2. Willingness to learn any new problem. We usually look at your background, and ask you one programming question that is solidly in your "comfort zone," and then ask programming questions that are outside your comfort zone. The first question is designed to see how much you can talk about something that is comfortable and familiar to you (and also frankly to make you feel comfortable -- after all, hiring is *not* adversarial for us, we're trying to see if you can work with us to solve problems). Can you explain a solution well? Can you teach something to someone else? The programming problems that are outside of your comfort zone are all about seeing whether you are able and willing to apply yourself to something new. For example, if your background is in networking, I might ask you a graphics programming problem. Or vice-versa. The goal is not to be a jerk, the goal is to see whether you can apply yourself to something new.
3. Ability to identify the problem, its exceptional cases ("corner cases"), and to identify engineering trade-offs (memory vs. speed, etc.). Just being able to identify what an interviewer is asking, in a programming problem, is an important skill. Very often, candidates will focus on the wrong aspect of a problem. Or they will rush into a problem without understanding it, and will miss the forest for the trees. This is a really basic skill that anyone can develop, and it helps in all job interviews (and in all real-world problem-solving situations).
4. Ability to choose the right tool for the job. If I ask you a question about vector programming for high-performance graphics rendering and you start answering in JavaScript, you've already failed. Conversely, if I ask you to solve a database problem such as "How would you store and search the data for a geo mapping web site?" and you start answering by focusing on low-level concerns like STL templates vs. linked lists, then you obviously are not focused on the core of the problem, which is how to structure the data on disk and how to organize it for efficient queries. (I've had candidates do both of these things.)

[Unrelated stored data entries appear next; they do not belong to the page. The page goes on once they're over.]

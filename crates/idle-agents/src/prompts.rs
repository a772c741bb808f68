//! System prompts and instruction templates.

pub const DEFAULT_SYSTEM_PROMPT: &str = "\
You are Idle, a friendly and knowledgeable assistant.
Answer clearly and concisely. Use Markdown for structure when it helps readability,
and code blocks for any code. If you are not sure about something, say so instead of guessing.
When the user asks for a picture or illustration, call the generateImageTool tool with a
detailed description of the image.";

pub const AI_PROMPT_GENERATOR_SYSTEM_PROMPT: &str = "\
You are an expert prompt engineer. Your job is to turn the user's goal into a precise,
reusable prompt for a large language model.

Process:
1. If the goal is ambiguous, ask at most three short clarifying questions.
2. Otherwise write the prompt. Include the role the model should take, the context,
   the task, constraints, and the expected output format.
3. Always deliver the final prompt by calling the showPromptInCanvas tool with the full
   prompt text. After the tool call, summarize in one or two sentences what the prompt does.

Never answer the user's underlying task yourself; only produce the prompt.";

pub const YODA_SYSTEM_PROMPT: &str = "\
You are Yoda, the Jedi Master from Star Wars. Speak as Yoda speaks: invert the order of
your sentences, be wise, patient and a little cryptic. Share guidance about life,
the Force, fear, and courage. Keep answers short, a few sentences at most.
Never break character.";

pub const SOCRATES_SYSTEM_PROMPT: &str = "\
You are Socrates, the Athenian philosopher. Teach through the Socratic method: instead of
giving answers directly, ask thoughtful questions that lead the user to examine their own
beliefs and reach conclusions themselves. Be humble, curious and kind. Admit ignorance
where appropriate. Ask one or two questions at a time.";

pub const N8N_SYSTEM_PROMPT: &str = "\
You are an n8n automation expert. You design workflows for the n8n automation platform.

When the user describes an automation:
1. Briefly explain the workflow you will build and the nodes it uses.
2. Produce a complete, importable n8n workflow JSON (nodes, connections, settings).
   Use credential placeholders instead of real secrets.
3. Show the workflow by calling the showWorkflowInCanvas tool with the JSON as a string.
4. Finish with setup steps the user has to do in n8n (credentials, activation).

Prefer built-in nodes over HTTP Request nodes when a dedicated node exists.";

pub const QUIZZY_SYSTEM_PROMPT: &str = "\
You are Quizzy, a patient tutor that helps the user learn any topic.
Start by asking what the user wants to learn and their current level. Explain concepts in
small steps with simple examples. After each step, ask one short quiz question and wait
for the answer. Praise correct answers, gently correct wrong ones and explain why.
At the end of a topic, give a brief summary of what was learned.";

pub const FORMAL_SYSTEM_PROMPT: &str = "\
You are a formal writer. Rewrite or compose whatever the user asks for in an extremely
formal, polite and professional register, even for casual topics such as birthday messages
or social media posts. Use elaborate vocabulary, complete sentences and courteous
salutations and closings. Do not use emojis or slang.";

pub const FACT_CHECKER_SYSTEM_PROMPT: &str = "\
You are Factly, a rigorous fact-checker. For each claim the user makes or asks about:
1. Search for reliable, up to date sources.
2. Give a verdict: TRUE, FALSE, MIXED or UNVERIFIABLE.
3. Explain the verdict in a few sentences, citing the sources you used.
Stay neutral. Distinguish facts from opinions, and say clearly when evidence is weak.";

/// Instruction appended as an extra user turn for the fact-checker agent.
pub fn fact_check_prompt(claim: &str) -> String {
    format!(
        "Fact-check the following statement. Search the web for evidence, then answer with \
a verdict (TRUE, FALSE, MIXED or UNVERIFIABLE), a short explanation and the sources used.\n\n\
<statement>\n{}\n</statement>",
        claim
    )
}

/// Prompt sent to the image model by the image generation tool.
pub fn image_generation_prompt(description: &str) -> String {
    format!(
        "Generate a single high quality image for the following description. \
Do not add text to the image unless the description asks for it.\n\n{}",
        description
    )
}

pub fn n8n_prompt_with_context(context: Option<&str>) -> String {
    match context {
        Some(context) if !context.trim().is_empty() => {
            format!("{}\n\n <n8n_context>{}</n8n_context>", N8N_SYSTEM_PROMPT, context)
        }
        _ => N8N_SYSTEM_PROMPT.to_string(),
    }
}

5. Ability to communicate your thought processes. If you're working on a programming problem during an interview, then at least half of the interview is about *how* you approach (and maybe solve) a problem. Are you breaking a complex problem into smaller problems? (divide and conquer) Are you making something more complex than it actually needs to be? Can you identify an algorithm that you don't understand, but you understand how to use it? For example, I don't think I could invent the fast Fourier transform, but I think I could identify when to use it, during an interview. If I say to an interviewer, "Here is where I would convert this data from the time domain to the frequency domain, using an FFT library, and then I would use the frequency domain data in such-and-such a way to solve this problem," then that's good. You don't need to invent the FFT in order to apply it.
Unfortunately I'm not allowed to give any info on pay ranges. (I could be fired for doing so.) I will say this, though. The salary is decent, but not overwhelming (as tech jobs go), because the bonuses are huge. The bonuses and stock are where the real money comes from. If you perform well, your bonus could be as much as one third of your base salary. Your stock grant could be worth as much as your entire yearly salary. It's structured so that you are compensated for performance, rather than seniority.

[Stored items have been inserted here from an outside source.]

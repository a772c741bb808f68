#![allow(dead_code)]

use anyhow::{anyhow, Result};
use async_trait::async_trait;
use futures::StreamExt;
use idle_agents::{AgentCatalog, Tool, ToolSet};
use idle_chat::{ChatDispatcher, ClientResolver, DispatchConfig};
use idle_llm::{ChatClient, ChatRequest, ChatResponse, EventStream, ProviderError, StreamEvent};
use idle_types::ChatStreamEvent;
use serde_json::{json, Value};
use std::collections::VecDeque;
use std::sync::atomic::{AtomicBool, Ordering};
use std::sync::{Arc, Mutex};
use tokio::sync::mpsc;

/// What one `chat_stream` call should do
pub enum Step {
    Events(Vec<Result<StreamEvent, String>>),
    Reject(ProviderError),
    Hang,
}

/// Replays scripted steps and records every request it sees
pub struct ScriptedClient {
    steps: Mutex<VecDeque<Step>>,
    pub requests: Mutex<Vec<ChatRequest>>,
}

impl ScriptedClient {
    pub fn new(steps: Vec<Step>) -> Arc<Self> {
        Arc::new(Self {
            steps: Mutex::new(steps.into()),
            requests: Mutex::new(Vec::new()),
        })
    }

    pub fn requests(&self) -> Vec<ChatRequest> {
        self.requests.lock().unwrap().clone()
    }
}

#[async_trait]
impl ChatClient for ScriptedClient {
    async fn chat(&self, _request: ChatRequest) -> Result<ChatResponse> {
        Err(anyhow!("not scripted"))
    }

    async fn chat_stream(&self, request: ChatRequest) -> Result<EventStream> {
        self.requests.lock().unwrap().push(request);
        let step = self.steps.lock().unwrap().pop_front();

        match step {
            Some(Step::Events(events)) => Ok(futures::stream::iter(
                events.into_iter().map(|e| e.map_err(|m| anyhow!(m))),
            )
            .boxed()),
            Some(Step::Reject(error)) => Err(error.into()),
            Some(Step::Hang) => Ok(futures::stream::pending().boxed()),
            None => Ok(futures::stream::empty().boxed()),
        }
    }
}

pub struct StaticResolver(pub Arc<dyn ChatClient>);

impl ClientResolver for StaticResolver {
    fn resolve(&self, _api_key: Option<&str>) -> Result<Arc<dyn ChatClient>> {
        Ok(Arc::clone(&self.0))
    }
}

pub struct FailingResolver;

impl ClientResolver for FailingResolver {
    fn resolve(&self, _api_key: Option<&str>) -> Result<Arc<dyn ChatClient>> {
        Err(anyhow!("Invalid API key format"))
    }
}

/// Stand-in for the image tool, answers without calling a model
pub struct FakeImageTool;

#[async_trait]
impl Tool for FakeImageTool {
    fn name(&self) -> &str {
        "generateImageTool"
    }

    fn description(&self) -> &str {
        "Generate an image"
    }

    fn parameters(&self) -> Value {
        json!({"type": "object", "properties": {"prompt": {"type": "string"}}, "required": ["prompt"]})
    }

    async fn execute(&self, _args: Value) -> Result<Value> {
        Ok(json!({"mimeType": "image/png", "base64Data": "iVBORw0KGgo="}))
    }
}

pub struct BrokenTool;

#[async_trait]
impl Tool for BrokenTool {
    fn name(&self) -> &str {
        "broken"
    }

    fn description(&self) -> &str {
        "Always fails"
    }

    fn parameters(&self) -> Value {
        json!({"type": "object"})
    }

    async fn execute(&self, _args: Value) -> Result<Value> {
        Err(anyhow!("disk on fire"))
    }
}

/// Never finishes; raises `cancelled` once its future is dropped
pub struct HangingTool {
    pub cancelled: Arc<AtomicBool>,
}

struct SetOnDrop(Arc<AtomicBool>);

impl Drop for SetOnDrop {
    fn drop(&mut self) {
        self.0.store(true, Ordering::SeqCst);
    }
}

#[async_trait]
impl Tool for HangingTool {
    fn name(&self) -> &str {
        "hang"
    }

    fn description(&self) -> &str {
        "Waits forever"
    }

    fn parameters(&self) -> Value {
        json!({"type": "object"})
    }

    async fn execute(&self, _args: Value) -> Result<Value> {
        let _guard = SetOnDrop(Arc::clone(&self.cancelled));
        futures::future::pending::<()>().await;
        Ok(Value::Null)
    }
}

pub fn baseline() -> ToolSet {
    ToolSet::new().with(Arc::new(FakeImageTool))
}

pub fn dispatcher(client: Arc<dyn ChatClient>, config: DispatchConfig) -> ChatDispatcher {
    ChatDispatcher::new(
        Arc::new(AgentCatalog::builtin(None).unwrap()),
        baseline(),
        Arc::new(StaticResolver(client)),
        config,
    )
}

pub fn text(content: &str) -> Result<StreamEvent, String> {
    Ok(StreamEvent::Message { content: content.to_string() })
}

pub fn tool_call(id: &str, name: &str, arguments: &str) -> Result<StreamEvent, String> {
    Ok(StreamEvent::ToolCall {
        index: 0,
        id: id.to_string(),
        name: name.to_string(),
        arguments: arguments.to_string(),
    })
}

pub fn done() -> Result<StreamEvent, String> {
    Ok(StreamEvent::Done { finish_reason: Some("stop".to_string()) })
}

pub async fn collect(mut rx: mpsc::Receiver<ChatStreamEvent>) -> Vec<ChatStreamEvent> {
    let mut events = Vec::new();
    while let Some(event) = rx.recv().await {
        events.push(event);
    }
    events
}
pub mod accumulator;
pub mod error;
pub mod render;
pub mod session;
pub mod status;
pub mod transport;

pub use accumulator::apply_event;
pub use error::{SessionError, TransitionError};
pub use render::{tool_view, CanvasKind, ToolView};
pub use session::ChatSession;
pub use status::{ChatEvent, ChatStatus};
pub use transport::{drive, ChatEventParser, ChatEventStream, HttpChatClient};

Now, someone is going to attack me for saying that. "OMG, you're paying people to attack each other!!1!1!!" Well, would you rather reward people for seniority, or for results? Also, keep in mind that rewards are spent on successful *teams*, not just successful individuals. Yes, high-performing individuals get more rewards than their under-performing peers. But, all of that comes out of a team's budget for rewards. If your team blows it, then even the high-performing people will get crap reviews. Conversely, if your team nails it, even the middle-of-the-road performers will get a pretty fat review.